David Owens II david at owensd.io
Thu Apr 21 00:18:38 CDT 2016

> On Apr 20, 2016, at 4:47 PM, Chris Lattner <clattner at apple.com> wrote:
> On Apr 20, 2016, at 12:31 PM, David Owens II via swift-evolution <swift-evolution at swift.org <mailto:swift-evolution at swift.org>> wrote:
>> This is similar to another concern I raised with functions and being able to essentially erase the function argument names and apply two different named parameters just because their types match.
>> It seems reasonable to me that you can go from (x: Int, y: Int) => (Int, Int). However, going from (x: Int, y: Int) => (a: Int, b: Int) feels somewhat odd.
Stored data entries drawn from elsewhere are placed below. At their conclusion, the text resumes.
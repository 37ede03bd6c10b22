//! # routegate
//!
//! **routegate** is a request dispatch engine: it maps an inbound HTTP-shaped
//! request to an operation of a registered service, checks the request
//! against the route's contract, binds typed arguments from the request
//! content, calls the operation and renders its result.
//!
//! ## Architecture
//!
//! - **[`normalize`]** - canonical forms of path, method and content type
//! - **[`router`]** - operation declaration and the path-keyed route registry
//! - **[`service`]** - service declaration and the [`ServiceLocator`] seam
//! - **[`security`]** - session gating for `secured` routes
//! - **[`content`]** - body/query parsing and per-parameter binders
//! - **[`render`]** - JSON, CSV and plain-text result renderers
//! - **[`dispatcher`]** - the request pipeline tying the above together
//! - **[`error`]** / **[`messages`]** - coded errors, root-cause reduction and
//!   localized message resolution
//! - **[`config`]**, **[`logging`]**, **[`runtime`]** - settings, tracing
//!   setup and per-request `may` coroutines
//!
//! ### Request Handling Flow
//!
//! ```text
//! Request ─▶ normalize ─▶ registry.resolve ─▶ method? ─▶ session? ─▶ content
//!                                                                      │
//!        HttpResponse ◀── render ◀── operation(service, args…) ◀── bind
//! ```
//!
//! Any stage may stop the pipeline. Every failure is answered with
//! `400 Bad Request` and a message resolved from its code.
//!
//! ## Quick Start
//!
//! ```rust
//! use routegate::content::{body, field};
//! use routegate::render::{JsonResult, ServletResult};
//! use routegate::{
//!     Dispatcher, HttpService, Messages, Operation, Request, RouteRegistry, ServiceDeclaration,
//!     ServiceRegistry, Settings,
//! };
//! use serde::Deserialize;
//! use std::sync::Arc;
//!
//! #[derive(Deserialize)]
//! struct Greeting {
//!     name: String,
//! }
//!
//! struct Greeter {
//!     prefix: String,
//! }
//!
//! impl HttpService for Greeter {
//!     fn operations() -> Vec<Operation<Self>> {
//!         vec![
//!             Operation::post("/greet").handle1(body::<Greeting>(), |svc: &Greeter, g| {
//!                 Ok(JsonResult::ok(serde_json::json!({
//!                     "text": format!("{} {}", svc.prefix, g.name)
//!                 })))
//!             }),
//!             Operation::get("/shout").handle1(field::<String>("word"), |_svc: &Greeter, w| {
//!                 Ok(ServletResult::message(http::StatusCode::OK, w.to_uppercase()))
//!             }),
//!         ]
//!     }
//! }
//!
//! let registry = RouteRegistry::from_services([ServiceDeclaration::of::<Greeter>()]);
//! let services = ServiceRegistry::new().with(Greeter { prefix: "Hello".into() });
//! let dispatcher = Dispatcher::new(
//!     Arc::new(registry),
//!     Arc::new(services),
//!     Arc::new(Messages::new("en")),
//!     Arc::new(Settings::default()),
//! );
//!
//! let request = Request::new("POST", "/greet").with_json(&serde_json::json!({"name": "Ada"}));
//! let response = dispatcher.dispatch(&request);
//! assert_eq!(response.body_str(), Some(r#"{"text":"Hello Ada"}"#));
//!
//! let response = dispatcher.dispatch(&Request::new("GET", "/shout?word=hi"));
//! assert_eq!(response.body_str(), Some("HI"));
//! ```
//!
//! ## Runtime Considerations
//!
//! The dispatcher is synchronous and `Send + Sync`. It can be called from any
//! thread; [`runtime::spawn_request`] runs each request on its own `may`
//! coroutine with the stack size from `ROUTEGATE_STACK_SIZE`.

pub mod config;
pub mod content;
pub mod dispatcher;
pub mod error;
pub mod ids;
pub mod logging;
pub mod messages;
pub mod normalize;
pub mod render;
pub mod router;
pub mod runtime;
pub mod security;
pub mod server;
pub mod service;

pub use config::Settings;
pub use dispatcher::{DispatchFailure, Dispatcher};
pub use error::{root_cause, root_cause_message, MessageError};
pub use messages::Messages;
pub use render::{CsvResult, HandlerResult, JsonResult, Reply, ServletResult};
pub use router::{Operation, RegistrationError, Route, RouteRegistry};
pub use server::{HttpResponse, Request};
pub use service::{HttpService, ServiceDeclaration, ServiceLocator, ServiceRegistry};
Yes, the types can obviously slot in there fine, but how much importance do the labels for the types bring to the table?
>> Similarly, should this (Int, Int) => (x: Int, y: Int) be allowed through an implicit means? If so, then it's really just an intermediate step for (x: Int, y: Int) => (a: Int, b: Int) working.
> I completely agree, I think it makes sense to convert from unlabeled to labeled (or back) but not from “labeled" to "differently labeled”.
>> So what matters more, type signatures or label names?
>> Here's an example:
>> typealias Functor = (left: Int, right: Int) -> Int
>> func hi(x: Int, y: Int, fn: Functor) -> Int {
>>     return fn(left: x, right: y)
>> }
>> hi(1, y: 2, fn: +)
>> hi(1, y: 2, fn: *)
>> If we say that the parameter names are indeed vital, then the above code cannot work as the operators that match the type signature are defined as: 
>> public func +(lhs: Int, rhs: Int) -> Int
>> Obviously, given a name to the parameter brings clarity and can be self documenting, but if we want the above to work while making names just as vital as the type signature, then we need to declare `Functor` as such:
>> typealias Functor = (_ left: Int, _ right: Int) -> Int
>> However, that's not even legal code today, and even if it were, is that really better?
> I don’t think this follows, since operator parameters are always unlabeled.  I suspect we don’t reject it, but I’d be in favor of rejecting:
> func +(lhs xyz: Int, rhs abc: Int) -> Int { }

So maybe I think about this incorrectly, but I always think of any parameter without an explicit label to have one that is equal to the parameter name. So these two functions signatures would be equivalent:

func sum1(lhs: Int, rhs: Int) -> Int
func sum2(lhs lhs: Int, rhs rhs: Int) -> Int

It’s only when you explicit “erase” the label where there is none:

func sum(_ lhs: Int, _ rhs: Int) -> Int

So back to the example above, it’s still somewhat odd that all of these are valid:

hi(1, y: 2, fn: sum1)
hi(1, y: 2, fn: sum2)
hi(1, y: 2, fn: sum)   // makes the most sense, no label to labeled promotion

But if we did reject the differently labeled version, that would mean that we would need to declare the `Functor` above as:

typealias Functor = (Int, Int) -> Int

Is that better? I’m not terribly convinced that it is.

If `Functor` keeps the labels, I suspect it would just lead to additional boiler-plate code that would look like:

typealias Functor = (left: Int, right: Int) -> Int

hi(1, y: 2, fn: { left, right in sum1(lhs: left, rhs: right) })

While it does seem technically correct, is that really the kind of code we want in Swift?